Figure 8 Tiled mode bounding box, tensor size and traversal stride

5.5.3.3. Out of Boundary Access

PTX Tensor operation can detect and handle the case when the Bounding Box crosses the tensor boundary in any dimension. There are 2 modes:

Zero fill mode:

Elements in the Bounding Box which fall outside of the tensor boundary are set to 0.

OOB-NaN fill mode:

Elements in the Bounding Box which fall outside of the tensor boundary are set to a special NaN called OOB-NaN.

Figure 9 shows an example of the out of boundary access.

!Out of boundary access

Figure 9 Out of boundary access

5.5.3.4. .tile::scatter4 and .tile::gather4 modes

These modes are similar to the tiled mode with restriction that these modes work only on 2D tensor data. Tile::scatter4 and Tile::gather4 modes are used to access multiple non-contiguous rows of tensor data.

In Tile::scatter4 mode single 2D source tensor is divided into four rows in the 2D destination tensor.

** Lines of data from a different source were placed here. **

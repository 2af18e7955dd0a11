use std::sync::Arc;

use tracing::info;
use uuid::Uuid;

use crate::api::{messages, SubsectionBrief, SubsectionCreateRequest, SubsectionDetail, SubsectionUpdateRequest};
use crate::database::models::{Journal, Subsection};
use crate::database::Store;
use crate::error::ApiError;
use crate::middleware::{ApiResponse, ApiResult, AuthUser};
use crate::pagination::PageRequest;
use crate::services::access::authorize;
use crate::services::resolver::{validate_title, SubsectionResolver};
use crate::types::Operation;

/// Subsection CRUD with journal ownership checks
pub struct SubsectionService {
    store: Arc<dyn Store>,
}

impl SubsectionService {
    pub fn new(store: Arc<dyn Store>) -> Self {
        Self { store }
    }

    pub async fn create(&self, caller: &AuthUser, request: SubsectionCreateRequest) -> ApiResult<SubsectionDetail> {
        info!(
            "Creating subsection with title: '{}' for journal with ID: {}",
            request.title, request.journal_id
        );

        let journal = self
            .store
            .find_journal(request.journal_id)
            .await?
            .ok_or_else(|| ApiError::not_found(messages::journal_not_found(request.journal_id)))?;

        authorize(caller, &journal, Operation::Create, journal.id)?;

        let mut subsection = SubsectionResolver::create(request, caller.user_id)?;
        subsection.journal_id = Some(journal.id);

        let saved = self.store.attach_subsection(subsection).await?;

        info!("Successfully created subsection with ID: {} linked to journal: {:?}", saved.id, saved.journal_id);

        Ok(ApiResponse::created(
            messages::SUBSECTION_CREATE_SUCCESS,
            SubsectionDetail::from(&saved),
        ))
    }

    pub async fn get_all(&self, caller: &AuthUser, page: PageRequest) -> ApiResult<Vec<SubsectionBrief>> {
        info!(
            "Fetching all subsections with pagination - page: {}, size: {}, sortBy: {}, sortDir: {}",
            page.page_number,
            page.page_size,
            page.sort_by.name(),
            page.sort_dir.to_sql()
        );

        let subsections = self
            .store
            .find_subsections_by_journal_creator(caller.user_id, &page)
            .await?;
        let briefs: Vec<SubsectionBrief> = subsections.iter().map(SubsectionBrief::from).collect();

        info!("Successfully fetched {} subsections for user {}", briefs.len(), caller.user_id);

        Ok(ApiResponse::success(messages::SUBSECTIONS_FETCH_SUCCESS, briefs))
    }

    pub async fn get(&self, caller: &AuthUser, id: Uuid) -> ApiResult<SubsectionDetail> {
        info!("Fetching subsection with id: {}", id);

        let subsection = self.load(id).await?;
        let journal = self.owning_journal(&subsection).await?;
        authorize(caller, &journal, Operation::Access, id)?;

        info!("Successfully fetched subsection with title: '{}'", subsection.title);

        Ok(ApiResponse::success(
            messages::SUBSECTION_FETCH_SUCCESS,
            SubsectionDetail::from(&subsection),
        ))
    }

    pub async fn update(
        &self,
        caller: &AuthUser,
        request: SubsectionUpdateRequest,
        id: Uuid,
    ) -> ApiResult<SubsectionDetail> {
        info!("Updating subsection with id: {}", id);

        let mut subsection = self.load(id).await?;
        let journal = self.owning_journal(&subsection).await?;
        authorize(caller, &journal, Operation::Update, id)?;

        validate_title(&request.title)?;
        subsection.title = request.title;
        SubsectionResolver::apply_update(&mut subsection, request.changes)?;
        subsection.audit.touch(caller.user_id);

        let saved = self.store.save_subsection(subsection).await?;
        info!("Successfully updated subsection with id: {}", id);

        Ok(ApiResponse::success(
            messages::SUBSECTION_UPDATE_SUCCESS,
            SubsectionDetail::from(&saved),
        ))
    }

    pub async fn delete(&self, caller: &AuthUser, id: Uuid) -> ApiResult<()> {
        info!("Deleting subsection with id: {}", id);

        let subsection = self.load(id).await?;
        let journal = self.owning_journal(&subsection).await?;
        authorize(caller, &journal, Operation::Delete, id)?;

        info!("Detaching subsection from journal with ID: {}", journal.id);
        self.store.detach_and_delete_subsection(id).await?;

        info!("Successfully deleted subsection with id: {}", id);
        Ok(ApiResponse::message_only(messages::SUBSECTION_DELETE_SUCCESS))
    }

    async fn load(&self, id: Uuid) -> Result<Subsection, ApiError> {
        self.store
            .find_subsection(id)
            .await?
            .ok_or_else(|| ApiError::not_found(messages::subsection_not_found(id)))
    }

    async fn owning_journal(&self, subsection: &Subsection) -> Result<Journal, ApiError> {
        let journal_id = subsection
            .journal_id
            .ok_or_else(|| ApiError::not_found(format!("Subsection {} has no journal", subsection.id)))?;

        self.store
            .find_journal(journal_id)
            .await?
            .ok_or_else(|| ApiError::not_found(messages::journal_not_found(journal_id)))
    }
}

#[cfg(test)]
mod tests {
    use super::*;
    use crate::api::SubsectionChanges;
    use crate::database::models::{ActivityType, Location, SubsectionKind};
    use crate::database::{JournalStore, SubsectionStore};
    use crate::pagination::{SortDirection, SortField};
    use crate::testing::TestContext;
    use axum::http::StatusCode;
    use serde_json::json;
    use std::time::Duration;

    fn lunch(journal_id: Uuid) -> SubsectionCreateRequest {
        SubsectionCreateRequest {
            title: "Lunch".to_string(),
            journal_id,
            kind: SubsectionKind::Activity {
                activity_type: ActivityType::Dining,
                location: Location::new(40.0, -73.0),
            },
        }
    }

    async fn created(service: &SubsectionService, caller: &AuthUser, request: SubsectionCreateRequest) -> SubsectionDetail {
        service.create(caller, request).await.unwrap().into_data().unwrap()
    }

    #[tokio::test]
    async fn create_returns_201_with_detail_view() {
        let ctx = TestContext::new();
        let journal = ctx.journal("New York").await;
        let service = SubsectionService::new(ctx.store());

        let response = service.create(&ctx.owner, lunch(journal.id)).await.unwrap();
        assert_eq!(response.status(), StatusCode::CREATED);
        assert_eq!(response.message(), messages::SUBSECTION_CREATE_SUCCESS);

        let data = serde_json::to_value(response.data().unwrap()).unwrap();
        assert_eq!(data["title"], "Lunch");
        assert_eq!(data["type"], "ACTIVITY");
        assert_eq!(data["activityType"], "DINING");
        assert_eq!(data["location"], json!({"latitude": 40.0, "longitude": -73.0}));
    }

    #[tokio::test]
    async fn create_attaches_to_exactly_one_journal() {
        let ctx = TestContext::new();
        let journal = ctx.journal("Rome").await;
        let other = ctx.journal("Milan").await;
        let service = SubsectionService::new(ctx.store());

        let detail = created(&service, &ctx.owner, lunch(journal.id)).await;

        let journal = ctx.store.find_journal(journal.id).await.unwrap().unwrap();
        let other = ctx.store.find_journal(other.id).await.unwrap().unwrap();
        assert_eq!(journal.subsection_ids, vec![detail.id]);
        assert!(other.subsection_ids.is_empty());

        let stored = ctx.store.find_subsection(detail.id).await.unwrap().unwrap();
        assert_eq!(stored.journal_id, Some(journal.id));
    }

    #[tokio::test]
    async fn missing_journal_or_subsection_is_not_found() {
        let ctx = TestContext::new();
        let service = SubsectionService::new(ctx.store());
        let missing = Uuid::new_v4();

        let err = service.create(&ctx.owner, lunch(missing)).await.unwrap_err();
        assert!(matches!(err, ApiError::NotFound(_)));
        assert!(matches!(service.get(&ctx.owner, missing).await.unwrap_err(), ApiError::NotFound(_)));
        assert!(matches!(service.delete(&ctx.owner, missing).await.unwrap_err(), ApiError::NotFound(_)));

        let update = SubsectionUpdateRequest {
            title: "x".to_string(),
            changes: SubsectionChanges::Sightseeing { location: None },
        };
        assert!(matches!(
            service.update(&ctx.owner, update, missing).await.unwrap_err(),
            ApiError::NotFound(_)
        ));
    }

    #[tokio::test]
    async fn every_operation_rejects_non_creators() {
        let ctx = TestContext::new();
        let journal = ctx.journal("Lisbon").await;
        let service = SubsectionService::new(ctx.store());
        let detail = created(&service, &ctx.owner, lunch(journal.id)).await;

        let err = service.create(&ctx.stranger, lunch(journal.id)).await.unwrap_err();
        assert!(matches!(err, ApiError::Unauthorized(_)));
        assert!(err.message().contains("create"));

        let err = service.get(&ctx.stranger, detail.id).await.unwrap_err();
        assert!(matches!(err, ApiError::Unauthorized(_)));

        let update = SubsectionUpdateRequest {
            title: "Stolen".to_string(),
            changes: SubsectionChanges::Activity {
                activity_type: ActivityType::Other,
                location: None,
            },
        };
        let err = service.update(&ctx.stranger, update, detail.id).await.unwrap_err();
        assert!(matches!(err, ApiError::Unauthorized(_)));

        let err = service.delete(&ctx.stranger, detail.id).await.unwrap_err();
        assert!(matches!(err, ApiError::Unauthorized(_)));
        assert!(err.message().contains(&detail.id.to_string()));

        // Nothing changed
        let stored = ctx.store.find_subsection(detail.id).await.unwrap().unwrap();
        assert_eq!(stored.title, "Lunch");
    }

    #[tokio::test]
    async fn update_overwrites_title_and_merges_variant_fields() {
        let ctx = TestContext::new();
        let journal = ctx.journal("Tokyo").await;
        let service = SubsectionService::new(ctx.store());
        let detail = created(&service, &ctx.owner, lunch(journal.id)).await;

        let update = SubsectionUpdateRequest {
            title: "Dinner".to_string(),
            changes: SubsectionChanges::Activity {
                activity_type: ActivityType::Entertainment,
                location: None,
            },
        };
        let updated = service
            .update(&ctx.owner, update, detail.id)
            .await
            .unwrap()
            .into_data()
            .unwrap();

        assert_eq!(updated.title, "Dinner");
        assert_eq!(
            updated.kind,
            SubsectionKind::Activity {
                activity_type: ActivityType::Entertainment,
                location: Location::new(40.0, -73.0),
            }
        );
    }

    #[tokio::test]
    async fn failed_merge_persists_nothing() {
        let ctx = TestContext::new();
        let journal = ctx.journal("Cairo").await;
        let service = SubsectionService::new(ctx.store());
        let detail = created(&service, &ctx.owner, lunch(journal.id)).await;

        let update = SubsectionUpdateRequest {
            title: "Renamed".to_string(),
            changes: SubsectionChanges::Route {
                waypoints: Some(vec![Location::new(1.0, 1.0)]),
            },
        };
        let err = service.update(&ctx.owner, update, detail.id).await.unwrap_err();
        assert!(matches!(err, ApiError::InvalidArgument(_)));

        let stored = ctx.store.find_subsection(detail.id).await.unwrap().unwrap();
        assert_eq!(stored.title, "Lunch");
    }

    #[tokio::test]
    async fn delete_detaches_before_removal() {
        let ctx = TestContext::new();
        let journal = ctx.journal("Oslo").await;
        let service = SubsectionService::new(ctx.store());
        let keep = created(&service, &ctx.owner, lunch(journal.id)).await;
        let gone = created(&service, &ctx.owner, lunch(journal.id)).await;

        let response = service.delete(&ctx.owner, gone.id).await.unwrap();
        assert_eq!(response.status(), StatusCode::OK);
        assert!(response.data().is_none());

        let journal = ctx.store.find_journal(journal.id).await.unwrap().unwrap();
        assert_eq!(journal.subsection_ids, vec![keep.id]);
        assert!(ctx.store.find_subsection(gone.id).await.unwrap().is_none());
    }

    #[tokio::test]
    async fn get_all_is_scoped_to_the_callers_journals() {
        let ctx = TestContext::new();
        let mine = ctx.journal("Mine").await;
        let theirs = ctx
            .store
            .save_journal(Journal::new("Theirs", None, ctx.stranger.user_id))
            .await
            .unwrap();
        let service = SubsectionService::new(ctx.store());

        created(&service, &ctx.owner, lunch(mine.id)).await;
        created(&service, &ctx.stranger, lunch(theirs.id)).await;

        let page = PageRequest::new(0, 10, SortField::CreatedAt, SortDirection::Desc);
        let briefs = service.get_all(&ctx.owner, page).await.unwrap().into_data().unwrap();
        assert_eq!(briefs.len(), 1);
        assert_eq!(briefs[0].journal_id, Some(mine.id));
    }

    #[tokio::test(flavor = "multi_thread", worker_threads = 4)]
    async fn concurrent_creates_all_join_the_journal() {
        let ctx = TestContext::new();
        let journal = ctx.journal("Porto").await;
        let journal_id = journal.id;
        let service = Arc::new(SubsectionService::new(ctx.lagging_store(Duration::from_millis(5))));

        let tasks: Vec<_> = (0..8)
            .map(|_| {
                let service = service.clone();
                let owner = ctx.owner.clone();
                tokio::spawn(async move { service.create(&owner, lunch(journal_id)).await })
            })
            .collect();

        let mut ids = Vec::new();
        for task in tasks {
            let detail = task.await.unwrap().unwrap().into_data().unwrap();
            ids.push(detail.id);
        }

        let stored = ctx.store.find_journal(journal.id).await.unwrap().unwrap();
        assert_eq!(stored.subsection_ids.len(), ids.len());
        for id in &ids {
            assert!(stored.subsection_ids.contains(id));
            let subsection = ctx.store.find_subsection(*id).await.unwrap().unwrap();
            assert_eq!(subsection.journal_id, Some(journal.id));
        }

        let journals = crate::services::JournalService::new(ctx.store());
        journals.delete(&ctx.owner, journal.id).await.unwrap();
        for id in &ids {
            assert!(ctx.store.find_subsection(*id).await.unwrap().is_none());
        }
    }

    #[tokio::test(flavor = "multi_thread", worker_threads = 4)]
    async fn concurrent_deletes_keep_the_remaining_subsections() {
        let ctx = TestContext::new();
        let journal = ctx.journal("Bergen").await;
        let plain = SubsectionService::new(ctx.store());
        let mut ids = Vec::new();
        for _ in 0..6 {
            ids.push(created(&plain, &ctx.owner, lunch(journal.id)).await.id);
        }

        let service = Arc::new(SubsectionService::new(ctx.lagging_store(Duration::from_millis(5))));
        let (doomed, kept) = ids.split_at(3);
        let tasks: Vec<_> = doomed
            .iter()
            .map(|id| {
                let (service, owner, id) = (service.clone(), ctx.owner.clone(), *id);
                tokio::spawn(async move { service.delete(&owner, id).await })
            })
            .collect();
        for task in tasks {
            task.await.unwrap().unwrap();
        }

        let stored = ctx.store.find_journal(journal.id).await.unwrap().unwrap();
        assert_eq!(stored.subsection_ids, kept.to_vec());
    }
}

In Tile::gather4 mode four rows in the source 2D tensor are combined to form single 2D destination tensor.

These modes work on four rows and hence the instruction will take:

  • four tensor coordinates across the dimension 0
  • one tensor coordinate across the dimension 1

The interleave layout is not supported for .tile::scatter4 and .tile::gather4 modes.

All other constraints and rules of the tile mode apply to these modes as well.

5.5.3.4.1. Bounding Box

For Tile::scatter4 and Tile::gather4 modes, four request coordinates will form four Bounding Boxes in the tensor space.

Figure 10 shows an example of the same with start coordinates (1, 2), (1, 5), (1, 0) and (1, 9).

The size of the bounding box in the dimension 0 represents the length of the rows. The size of the bounding box in the dimension 1 must be one.

!tiled::scatter4/tiled::gather4 mode bounding box example

Figure 10 tiled::scatter4/tiled::gather4 mode bounding box example

5.5.4. im2col mode

Im2col mode supports the following tensor dimensions: 3D, 4D and 5D. In this mode, the tensor data is treated as a batch of images with the following properties:

  • N: number of images in the batch
  • D, H, W: size of a 3D image (depth, height and width)
  • C: channels per image element

The above properties are associated with 3D, 4D and 5D tensors as follows:

Dimension N/D/H/W/C applicability
3D NWC
4D NHWC
5D NDHWC

5.5.4.1. Bounding Box

In im2col mode, the Bounding Box is defined in DHW space. Boundaries along other dimensions are specified by Pixels-per-Column and Channels-per-Pixel parameters as described below.

The dimensionality of the Bounding Box is two less than the tensor dimensionality.

The following properties describe how to access the elements in im2col mode:

  • Bounding-Box Lower-Corner
  • Bounding-Box Upper-Corner
  • Pixels-per-Column
  • Channels-per-Pixel

Bounding-box Lower-Corner and Bounding-box Upper-Corner specify the two opposite corners of the Bounding Box in the DHW space. Bounding-box Lower-Corner specifies the corner with the smallest coordinate and Bounding-box Upper-Corner specifies the corner with the largest coordinate.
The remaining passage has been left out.